Cicatriser en un coup de cuiller à pot

La recherche scientifique réussit parfois à dénicher des merveilles avec élégance et simplicité. Cette douceur ambrée qu’est le miel ne serait pas qu’un simple remède contre la toux en période automnale.

Après les travaux du Professeur Bernard Descottes de l’Université de Limoges dans les années 2000, les résultats sont sans appel, l’apithérapie ouvre une voie dans le traitement des plaies.
L’utilisation thérapeutique du miel ne date pourtant pas d’hier.
Dès l'Antiquité, le miel est appliqué pour embellir la peau et soigner les blessures. Hippocrate lui même, le prescrivait pour combattre la fièvre, les blessures, les ulcères et les plaies purulentes. Quelques siècles plus tard, c’est Paracelse qui met en avant ses bienfaits antiseptiques dans la guérison des infections et le soin des verrues, boutons infectieux ou furoncles. Ce sera en guise de cicatrisant des plaies des soldats lors des conflits mondiaux du 20ème siècle que le miel sera encore une fois utile.

Depuis 25 ans au CHU de Limoges, et maintenant dans le monde entier, les chirurgiens utilisent quotidiennement les vertus du miel pour traiter des plaies simples aux plus complexes, profondes ou infectées, ainsi que kystes saccrococcygiens, escarres, ulcères, brûlures ou amputations, pour ne citer que la partie émergée du champ des applications envisageables.

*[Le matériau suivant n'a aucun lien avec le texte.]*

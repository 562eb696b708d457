/// Configuration for loading databases and answering hint queries
#[derive(Debug, Clone, PartialEq, Eq)]
pub struct MatchConfig {
    /// Separator between the title and cast fields of a database line
    pub delimiter: char,
    /// Number of leading characters of a hint query that must match
    pub hint_prefix_len: usize,
    /// Extra suggestions taken on each side of the matching range
    pub hint_margin: usize,
}

impl MatchConfig {
    pub fn new(delimiter: char, hint_prefix_len: usize, hint_margin: usize) -> Self {
        Self {
            delimiter,
            hint_prefix_len,
            hint_margin,
        }
    }
}

impl Default for MatchConfig {
    fn default() -> Self {
        Self {
            delimiter: '/',
            hint_prefix_len: 6,
            hint_margin: 2,
        }
    }
}
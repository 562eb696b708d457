use super::fixtures::{diamond_with_tail, graph_from_edges, random_graph};
use moviematch_core::{BreadthFirstSurvey, Color, Directedness, Survey, SurveyError};

#[test]
fn test_bfs_single_source_distances() {
    let graph = diamond_with_tail();
    let mut bfs = BreadthFirstSurvey::new(&graph);

    bfs.search_from(&graph, 0).unwrap();

    assert_eq!(
        bfs.distances(),
        &[Some(0), Some(1), Some(1), Some(2), Some(3), None, None]
    );
    assert_eq!(
        bfs.parents(),
        &[None, Some(0), Some(0), Some(1), Some(3), None, None]
    );
    assert_eq!(
        bfs.discovery_times(),
        &[Some(0), Some(1), Some(2), Some(3), Some(4), None, None]
    );
}

#[test]
fn test_bfs_leaves_other_components_untouched() {
    let graph = diamond_with_tail();
    let mut bfs = BreadthFirstSurvey::new(&graph);

    bfs.search_from(&graph, 0).unwrap();

    for vertex in 0..=4 {
        assert_eq!(bfs.color(vertex), Some(Color::Black));
    }
    for vertex in 5..=6 {
        assert_eq!(bfs.color(vertex), Some(Color::White));
        assert_eq!(bfs.distance(vertex), None);
        assert_eq!(bfs.discovery_time(vertex), None);
        assert_eq!(bfs.parent(vertex), None);
    }
}

#[test]
fn test_bfs_full_survey_wraps_around_from_start() {
    let graph = diamond_with_tail();
    let mut bfs = BreadthFirstSurvey::with_start(&graph, 5);

    bfs.search_all(&graph).unwrap();

    assert!(bfs.colors().iter().all(|&color| color == Color::Black));
    assert_eq!(bfs.discovery_time(5), Some(0));
    assert_eq!(bfs.discovery_time(6), Some(1));
    assert_eq!(bfs.discovery_time(0), Some(2));
    assert_eq!(bfs.distance(0), Some(0));
    assert_eq!(bfs.parent(0), None);
    assert_eq!(bfs.distance(4), Some(3));
}

#[test]
fn test_bfs_full_survey_roots_isolated_vertices() {
    let graph = graph_from_edges(3, &[(0, 1)], Directedness::Undirected);
    let mut bfs = BreadthFirstSurvey::new(&graph);

    bfs.search_all(&graph).unwrap();

    assert_eq!(bfs.color(2), Some(Color::Black));
    assert_eq!(bfs.distance(2), Some(0));
    assert_eq!(bfs.parent(2), None);
}

#[test]
fn test_bfs_parent_walk_matches_distance() {
    for seed in 0..10 {
        let graph = random_graph(seed, 60, 90, Directedness::Undirected);
        let mut bfs = BreadthFirstSurvey::new(&graph);
        bfs.search_from(&graph, 0).unwrap();

        for vertex in 0..graph.vertex_count() {
            let Some(distance) = bfs.distance(vertex) else {
                assert_eq!(bfs.color(vertex), Some(Color::White));
                assert_eq!(bfs.parent(vertex), None);
                continue;
            };

            assert_eq!(bfs.color(vertex), Some(Color::Black));
            if let Some(parent) = bfs.parent(vertex) {
                assert_eq!(bfs.distance(parent), Some(distance - 1));
                assert!(graph.has_edge(parent, vertex));
            }

            let path = bfs.path_to_root(vertex);
            assert_eq!(path.len(), distance + 1);
            assert_eq!(path.last(), Some(&0));
        }
    }
}

#[test]
fn test_bfs_discovery_times_follow_level_order() {
    let graph = random_graph(42, 80, 120, Directedness::Undirected);
    let mut bfs = BreadthFirstSurvey::new(&graph);
    bfs.search_from(&graph, 3).unwrap();

    let mut discovered: Vec<(usize, usize)> = (0..graph.vertex_count())
        .filter_map(|v| Some((bfs.discovery_time(v)?, bfs.distance(v)?)))
        .collect();
    discovered.sort_unstable();

    for (expected_time, &(time, _)) in discovered.iter().enumerate() {
        assert_eq!(time, expected_time);
    }
    assert!(discovered.windows(2).all(|pair| pair[0].1 <= pair[1].1));
}

#[test]
fn test_bfs_distances_ignore_adjacency_order() {
    let mut graph = random_graph(7, 50, 80, Directedness::Undirected);
    let mut bfs = BreadthFirstSurvey::new(&graph);
    bfs.search_from(&graph, 0).unwrap();
    let before = bfs.distances().to_vec();

    let mut rng = <rand::rngs::StdRng as rand::SeedableRng>::seed_from_u64(99);
    graph.shuffle(&mut rng);
    bfs.reset(&graph);
    bfs.search_from(&graph, 0).unwrap();

    assert_eq!(bfs.distances(), before.as_slice());
}

#[test]
fn test_bfs_reset_then_search_is_deterministic() {
    let graph = random_graph(11, 40, 70, Directedness::Undirected);
    let mut bfs = BreadthFirstSurvey::with_start(&graph, 13);
    bfs.search_all(&graph).unwrap();
    let first = bfs.clone();

    bfs.reset(&graph);
    assert!(bfs.colors().iter().all(|&color| color == Color::White));
    bfs.search_all(&graph).unwrap();

    assert_eq!(bfs.colors(), first.colors());
    assert_eq!(bfs.distances(), first.distances());
    assert_eq!(bfs.discovery_times(), first.discovery_times());
    assert_eq!(bfs.parents(), first.parents());
}

#[test]
fn test_bfs_repeated_search_is_a_no_op() {
    let graph = diamond_with_tail();
    let mut bfs = BreadthFirstSurvey::new(&graph);
    bfs.search_from(&graph, 0).unwrap();
    let first = bfs.clone();

    bfs.search_from(&graph, 0).unwrap();
    bfs.search_from(&graph, 3).unwrap();

    assert_eq!(bfs.discovery_times(), first.discovery_times());
    assert_eq!(bfs.distances(), first.distances());
}

#[test]
fn test_bfs_reset_from_changes_start_only() {
    let graph = diamond_with_tail();
    let mut bfs = BreadthFirstSurvey::new(&graph);
    bfs.search_from(&graph, 0).unwrap();

    bfs.reset_from(&graph, 6);

    assert_eq!(bfs.start(), 6);
    assert!(bfs.distances().iter().all(Option::is_none));
    bfs.search_all(&graph).unwrap();
    assert_eq!(bfs.discovery_time(6), Some(0));
}

#[test]
fn test_bfs_sentinels_are_out_of_range() {
    let graph = diamond_with_tail();
    let bfs = BreadthFirstSurvey::new(&graph);

    assert_eq!(bfs.infinite_distance(), 7);
    assert_eq!(bfs.infinite_time(), 7);
    assert_eq!(bfs.null_vertex(), 7);
}

#[test]
fn test_bfs_directed_follows_edge_direction() {
    let graph = graph_from_edges(4, &[(0, 1), (1, 2), (3, 0)], Directedness::Directed);
    let mut bfs = BreadthFirstSurvey::new(&graph);

    bfs.search_from(&graph, 0).unwrap();

    assert_eq!(bfs.distance(2), Some(2));
    assert_eq!(bfs.color(3), Some(Color::White));
}

#[test]
fn test_bfs_rejects_stale_survey() {
    let mut graph = diamond_with_tail();
    let mut bfs = BreadthFirstSurvey::new(&graph);
    graph.set_vertex_count(8);

    assert_eq!(
        bfs.search_from(&graph, 0),
        Err(SurveyError::StaleSurvey { survey: 7, graph: 8 })
    );

    bfs.reset(&graph);
    assert_eq!(bfs.vertex_count(), 8);
    assert!(bfs.search_from(&graph, 7).is_ok());
}

#[test]
fn test_bfs_rejects_out_of_range_root() {
    let graph = diamond_with_tail();
    let mut bfs = BreadthFirstSurvey::new(&graph);

    assert_eq!(
        bfs.search_from(&graph, 9),
        Err(SurveyError::VertexOutOfRange { vertex: 9, count: 7 })
    );
}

Antimicrobien, anti-inflammatoire et cicatrisant, le miel doit cette polyvalence à ses propriétés physico-chimiques.
A ce jour, le rôle anti-inflammatoire est attribué aux flavonoïdes, proches cousins des polyphénols, neutralisant les radicaux hydroxyles.
La cicatrisation est permise une forte concentration en sucres (fructose, glucose et saccharose) et une faible teneur en eau (20%). Le pouvoir osmotique du sucre assèche la plaie, élimine les débris nécrotiques de son lit et favorise le bourgeonnement cellulaire. Une composition enzymatique de choix confère enfin au nectar ses bienfaits antimicrobiens. En effet, la Glucoxydase produit à partir des substrats (Sucre + Eau) de l’eau oxygénée et de l’acide gluconique. Ainsi, l’acidité du miel (entre 3,2 et 5,4) et l’action antiseptique du peroxyde d’hydrogène n’offrent guère de chance aux microbes de s’en tirer. Mises en évidence récemment par le Centre médicale universitaire d’Amsterdam, des molécules proches des bêta-défensines humaines se trouvent dans le miel et grossiraient les rangs des acteurs bactericides.
Par ailleurs en 2008, une découverte complémentaire de l’Université de Dresde a permis d’identifier la présence de Methylglyoxal au sein du mélange. Cette molécule cytotoxique se trouve dans les milieux très riche en sucre et participe à la détersion de la plaie en profondeur. On lui attribue une action contre Staphylococcus Aureus ou encore Pseudomonas Aeroginosa. Un espoir quand ces deux agents pathogènes montrent des résistances aux antibiotiques les plus agressifs ?

Il est cependant évident que la composition chimique des miels varie de l’un à l’autre, que le miel est périssable, que les pansements demandent à être changés plus régulièrement que lors d’un traitement ordinaire, que l’import de miel est à surveiller (les cires n’ont pas les vertus du miel). Toutefois, la cicatrisation est rapidement obtenue, les plaies sont propres, chronicité, complication et inflammation sont éloignées d’un coup de cuiller, et l’acceptation de la lésion par le patient se voit facilitée. L’utilisation du miel dans les hôpitaux fait légion. Un produit médicalisé est commercialisé avec la mention « CE », (à usage unique le miel alimentaire convient aussi parfaitement). Ce versant de l’apithérapie n’est pas qu’un vulgaire tubercule de renoncule à appliquer les soirs de pleine lune sur les verrues. Les quelques 3000 plaies profondes de la paroi abdominale traitées au CHU de Limoges dans les années 2000 en sont une preuve.